Citation: Zushi N, Takeuchi G, Ogawa M, Gotow N, Kakeya H, Koabayakawa T, et al. (2023) A new systematic collection and classification of odour words by using a product review dataset. PLoS ONE 18(8): e0289368. https://doi.org/10.1371/journal.pone.0289368
Editor: Thiago P. Fernandes, Federal University of Paraiba, BRAZIL
Received: May 7, 2023; Accepted: July 18, 2023; Published: August 10, 2023
Copyright: © 2023 Zushi et al. This is an open access article distributed under the terms of the Creative Commons Attribution License, which permits unrestricted use, distribution, and reproduction in any medium, provided the original author and source are credited.
Data Availability: The product review data necessary for reproducing this study was obtained from "Rakuten Ichiba Data" of "Rakuten Dataset" (https://rit.rakuten.com/data_release/), provided by Rakuten Group, Inc. via the IDR Dataset Service of the National Institute of Informatics. To obtain the review data for reproducing this study, one first applies for and receives permission from the Information Science Research Data Repository of the National Institute of Informatics (https://www.nii.ac.jp/dsc/idr/rakuten/). Then, anyone can access the data by processing the downloaded dataset according to the method indicated in the "Data processing" in the Methods section of this paper.
Funding: This study was supported by grants from Japan Society for the Promotion of Science KAKENHI (Grants-in-Aid for Scientific Research, https://www.jsps.go.jp/j-grantsinaid/) JP20H04559 (SA-K). The funders had no role in study design, data collection and analysis, decision to publish, or preparation of the manuscript.
Competing interests: The authors have declared that no competing interests exist.
Introduction
Several olfactory tests have been developed in the past, including the University of Pennsylvania Smell Identification Test (UPSIT) [1] and Sniffin’ Sticks [2, 3]. It is feasible to establish a standardized test method globally to measure human olfactory ability to detect a specific odorant. However, as the odour perceived is reliant on social and cultural backgrounds [4–7], certain aspects of tests assessing the ability to identify odours cannot be addressed by universal standards. The UPSIT, developed in the USA, is a widely recognized olfactory test among researchers globally, but its stimuli contain odours unfamiliar to Japanese and European individuals.
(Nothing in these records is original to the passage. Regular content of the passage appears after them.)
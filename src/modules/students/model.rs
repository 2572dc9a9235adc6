/// Student dashboard options, numbered as shown on screen.
#[derive(Debug, Clone, Copy, PartialEq, Eq)]
pub enum StudentMenu {
    ViewEvents,
    ViewAttendance,
    SubmitComplaint,
    SubmitLeaveNotice,
    ViewResults,
    Logout,
}

impl StudentMenu {
    pub fn from_choice(choice: i64) -> Option<Self> {
        match choice {
            1 => Some(Self::ViewEvents),
            2 => Some(Self::ViewAttendance),
            3 => Some(Self::SubmitComplaint),
            4 => Some(Self::SubmitLeaveNotice),
            5 => Some(Self::ViewResults),
            6 => Some(Self::Logout),
            _ => None,
        }
    }
}

#[derive(Debug, Clone)]
pub struct LeaveNoticeRequest {
    pub dates: String,
    pub reason: String,
}
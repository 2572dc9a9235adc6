pub mod controller;
pub mod model;
pub mod service;

pub use model::*;
pub use service::TeacherService;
As a result, the 12-item Cross-Cultural Smell Identification Test (CC-SIT) was developed as a revised version, replacing some odours with those that are more familiar to an individual’s experiences and culture [8]. Similarly, a revised version of Sniffin’ Sticks, called the Chinese Odor Identification Test (COIT), has been developed, as some of the odors used in Sniffin’ Sticks, developed in Germany, are unfamiliar to individuals residing in China [9].
Approximately 400 olfactory receptor-expressing genes have been identified in humans [10], and it has been shown that a single odourant can activate multiple receptors [11]. Furthermore, most of the odours we perceive are complex odours composed of multiple olfactory compounds. Given this neural basis of olfaction, measuring the ability to detect specific odourant compounds does not necessarily indicate whether our olfaction is functioning normally in daily life. Identifying an olfactory stimulus as an odour mixture that we are exposed to in our daily lives is the most appropriate indicator to investigate the relationship between the olfactory system and neurological diseases, as it requires recognition based on the memory of previously experienced odours. Currently, the T&T olfactometry [12] is used as an olfactory test in clinical settings in Japan, but the olfactory stimuli used in this test are all single chemical substances and may not reflect the olfactory abilities required on a daily basis. Like the UPSIT, Sniffin’ Sticks, CC-SIT and COIT, the Odor Stick Identification Test for Japanese (OSIT-J) is a method for testing the ability to identify the odour [13, 14]. This test has been found to be suitable for measuring general olfactory ability in clinical situations and olfactory studies in otolaryngology and neurology [15–18]. The development of OSIT-J began with a classification of daily odours in Japanese individuals [19]. The odour descriptors used for this classification were based on free-text data obtained for various olfactory stimuli in several previous experimental studies. Participants were asked to classify the odours based on the similarity of the impressions elicited by these odour descriptors. From this classification, representative odours were selected for each cluster and reproduced as olfactory stimuli. OSIT-J scores based on the daily odours of the Japanese have been found to be significantly lower in the US individuals than in the Japanese individuals [20], suggesting that the appropriate olfactory test depends on the odours to which individuals are exposed daily.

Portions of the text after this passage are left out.